*** Block opens ***

fn fixture(healthy: &[&str]) -> Fixture {
    let configured = HashMap::from([(
        "default".to_string(),
        strings(&["node-a", "node-b", "node-c"]),
    )]);
    let nodes = Arc::new(
        NodeSet::dial(
            &["node-a", "node-b", "node-c"]
                .into_iter()
                .map(|storage| NodeConfig {
                    virtual_storage: "default".to_string(),
                    storage: storage.to_string(),
                    address: "http://127.0.0.1:1".to_string(),
                })
                .collect::<Vec<_>>(),
        )
        .unwrap(),
    );
    let store = Arc::new(MemoryRepositoryStore::new(configured));
    let queue = Arc::new(MemoryQueue::new());
    let health = FakeHealth::new(healthy);
    let elector = Arc::new(PerRepositoryElector::new(
        store.clone(),
        health.clone(),
        Duration::from_secs(10),
    ));
    let router = Arc::new(Router::new(
        nodes,
        store.clone(),
        health,
        elector,
        3,
    ));
    let transactions = TransactionManager::new();

    Fixture {
        director: StreamDirector::new(
            Arc::new(Registry::new()),
            router,
            store.clone(),
            queue.clone(),
            transactions.clone(),
            "tcp://proxy.internal:2305".to_string(),
        ),
        store,
        queue,
        transactions,
    }
}

fn strings(names: &[&str]) -> Vec<String> {
    names.iter().map(|s| s.to_string()).collect()
}

fn repo_frame(virtual_storage: &str, relative_path: &str) -> Bytes {
    RepositoryExistsRequest {
        repository: Some(Repository {
            storage_name: virtual_storage.to_string(),
            relative_path: relative_path.to_string(),
        }),
    }
    .encode_to_vec()
    .into()
}

fn transaction_id(metadata: &tonic::metadata::MetadataMap) -> u64 {
    metadata
        .get(transactions::METADATA_TRANSACTION_ID)
        .expect("vote metadata is injected")
        .to_str()
        .unwrap()
        .parse()
        .unwrap()
}

async fn vote_all(transactions: &TransactionManager, id: u64, storages: &[String]) {
    futures::future::join_all(storages.iter().map(|storage| {
        let transactions = transactions.clone();
        async move {
            transactions
                .vote(id, storage, b"agreed".to_vec())
                .await
                .unwrap()
        }
    }))
    .await;
}

#[tokio::test]
async fn unknown_methods_are_unimplemented() {
    let fixture = fixture(&["node-a", "node-b", "node-c"]);
    let err = fixture
        .director
        .direct(
            "/vault.RepositoryService/Bogus",
            repo_frame("default", "@repos/a"),
            &Default::default(),
        )
        .await
        .unwrap_err();
    assert_eq!(err.code(), Code::Unimplemented);
}

#[tokio::test]
async fn unknown_virtual_storage_is_rejected() {
    let fixture = fixture(&["node-a", "node-b", "node-c"]);
    let err = fixture
        .director
        .direct(
            "/vault.RepositoryService/RepositoryExists",
            repo_frame("missing", "@repos/a"),
            &Default::default(),
        )
        .await
        .unwrap_err();
    assert_eq!(err.code(), Code::InvalidArgument);
}

#[tokio::test]
async fn accessors_route_to_one_rewritten_destination() {
    let fixture = fixture(&["node-a", "node-b", "node-c"]);
    fixture
        .store
        .create_repository("default", "@repos/a", "node-a", &strings(&["node-b"]), &[], true, true)
        .await
        .unwrap();

    let params = fixture
        .director
        .direct(
            "/vault.RepositoryService/RepositoryExists",
            repo_frame("default", "@repos/a"),
            &Default::default(),
        )
        .await
        .unwrap();

    assert!(params.secondaries.is_empty());
    assert!(params.finalizer.is_none());
    assert!(["node-a", "node-b"].contains(&params.primary.storage.as_str()));

    // The first frame now addresses the physical storage.
    let rewritten = protocol::peek_repository(&params.primary.first_frame, &[1]).unwrap();
    assert_eq!(rewritten.storage_name, params.primary.storage);
    assert_eq!(rewritten.relative_path, "@repos/a");

    // Accessors carry no vote metadata.
    assert!(params
        .primary
        .metadata
        .get(transactions::METADATA_TRANSACTION_ID)
        .is_none());
}

#[tokio::test]
async fn mutator_bumps_generations_for_committed_voters() {
    let fixture = fixture(&["node-a", "node-b", "node-c"]);
    fixture
        .store
        .create_repository(
            "default",
            "@repos/a",
            "node-a",
            &strings(&["node-b"]),
            &strings(&["node-c"]),
            true,
            true,
        )
        .await
        .unwrap();

    let mut params = fixture
        .director
        .direct(
            "/vault.ObjectService/WriteObjects",
            repo_frame("default", "@repos/a"),
            &Default::default(),
        )
        .await
        .unwrap();

    assert_eq!(params.primary.storage, "node-a");
    assert_eq!(
        params.secondaries.iter().map(|d| d.storage.as_str()).collect::<Vec<_>>(),
        vec!["node-b"]
    );

    // Each destination sees itself in the rewritten frame, and all share
    // one transaction id.
    let id = transaction_id(&params.primary.metadata);
    for destination in std::iter::once(&params.primary).chain(&params.secondaries) {
        assert_eq!(transaction_id(&destination.metadata), id);
        let rewritten = protocol::peek_repository(&destination.first_frame, &[1]).unwrap();
        assert_eq!(rewritten.storage_name, destination.storage);
    }

    vote_all(&fixture.transactions, id, &strings(&["node-a", "node-b"])).await;
    let finalizer = params.finalizer.take().unwrap();
    finalizer(RpcOutcome { primary_ok: true }).await.unwrap();

    // Voters advanced; the inconsistent replica gets an async repair.
    assert_eq!(fixture.store.get_generation("default", "@repos/a", "node-a").await.unwrap(), 1);
    assert_eq!(fixture.store.get_generation("default", "@repos/a", "node-b").await.unwrap(), 1);

    let jobs = fixture.queue.dequeue("default", "node-c", 10).await.unwrap();
    assert_eq!(jobs.len(), 1);
    assert_eq!(jobs[0].job.change, ChangeType::Update);
    assert_eq!(jobs[0].job.source_storage.as_deref(), Some("node-a"));
}

#[tokio::test]
async fn failed_primary_produces_no_side_effects() {
    let fixture = fixture(&["node-a", "node-b", "node-c"]);
    fixture
        .store
        .create_repository("default", "@repos/a", "node-a", &strings(&["node-b", "node-c"]), &[], true, true)
        .await
        .unwrap();

    let mut params = fixture
        .director
        .direct(
            "/vault.ObjectService/WriteObjects",
            repo_frame("default", "@repos/a"),
            &Default::default(),
        )
        .await
        .unwrap();

    let finalizer = params.finalizer.take().unwrap();
    finalizer(RpcOutcome { primary_ok: false }).await.unwrap();

    assert_eq!(fixture.store.get_generation("default", "@repos/a", "node-a").await.unwrap(), 0);
    for storage in ["node-a", "node-b", "node-c"] {
        assert!(fixture.queue.dequeue("default", storage, 10).await.unwrap().is_empty());
    }
}

#[tokio::test]
async fn non_voting_secondaries_become_replication_targets() {
    let fixture = fixture(&["node-a", "node-b", "node-c"]);
    fixture
        .store
        .create_repository("default", "@repos/a", "node-a", &strings(&["node-b", "node-c"]), &[], true, true)
        .await
        .unwrap();

    let mut params = fixture
        .director
        .direct(
            "/vault.ObjectService/WriteObjects",
            repo_frame("default", "@repos/a"),
            &Default::default(),
        )
        .await
        .unwrap();

    // Only the primary and node-b vote; node-c stays silent, so the strict
    // quorum cannot resolve until the RPC ends and the finalizer closes the
    // transaction.
    let id = transaction_id(&params.primary.metadata);
    let pending_votes = {
        let transactions = fixture.transactions.clone();
        tokio::spawn(async move {
            vote_all(&transactions, id, &strings(&["node-a", "node-b"])).await;
        })
    };
    tokio::task::yield_now().await;

    let finalizer = params.finalizer.take().unwrap();
    finalizer(RpcOutcome { primary_ok: true }).await.unwrap();
    pending_votes.await.unwrap();

    // No secondary reached quorum: both get repair jobs and the generation
    // bump covers the primary alone.
    for target in ["node-b", "node-c"] {
        let jobs = fixture.queue.dequeue("default", target, 10).await.unwrap();
        assert_eq!(jobs.len(), 1, "{target} should have a repair job");
    }
}

#[tokio::test]
async fn creation_routes_spread_and_record_assignments() {
    let fixture = fixture(&["node-a", "node-b"]);

    let mut params = fixture
        .director
        .direct(
            "/vault.RepositoryService/CreateRepository",
            repo_frame("default", "@repos/new"),
            &Default::default(),
        )
        .await
        .unwrap();

    let primary = params.primary.storage.clone();
    let secondaries: Vec<String> = params
        .secondaries
        .iter()
        .map(|d| d.storage.clone())
        .collect();

    let id = transaction_id(&params.primary.metadata);
    let mut voters = vec![primary.clone()];
    voters.extend(secondaries.iter().cloned());
    vote_all(&fixture.transactions, id, &voters).await;

    let finalizer = params.finalizer.take().unwrap();
    finalizer(RpcOutcome { primary_ok: true }).await.unwrap();

    assert!(fixture.store.repository_exists("default", "@repos/new").await.unwrap());
    assert_eq!(
        fixture.store.get_primary("default", "@repos/new").await.unwrap().storage,
        Some(primary.clone())
    );
    for storage in &voters {
        assert_eq!(
            fixture.store.get_generation("default", "@repos/new", storage).await.unwrap(),
            0
        );
    }

    // The unhealthy storage holds no copy yet and is queued for repair.
    let jobs = fixture.queue.dequeue("default", "node-c", 10).await.unwrap();
    assert_eq!(jobs.len(), 1);
    assert_eq!(jobs[0].job.change, ChangeType::Update);

    // A second creation of the same path is refused up front.
    let err = fixture
        .director
        .direct(
            "/vault.RepositoryService/CreateRepository",
            repo_frame("default", "@repos/new"),
            &Default::default(),
        )
        .await
        .unwrap_err();
    assert_eq!(err.code(), Code::AlreadyExists);
}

*** Block closes ***

## Work to complete:
In the data above, which lines include "names"? Return those lines.

## Answer space:
fn strings(names: &[&str]) -> Vec<String> {
    names.iter().map(|s| s.to_string()).collect()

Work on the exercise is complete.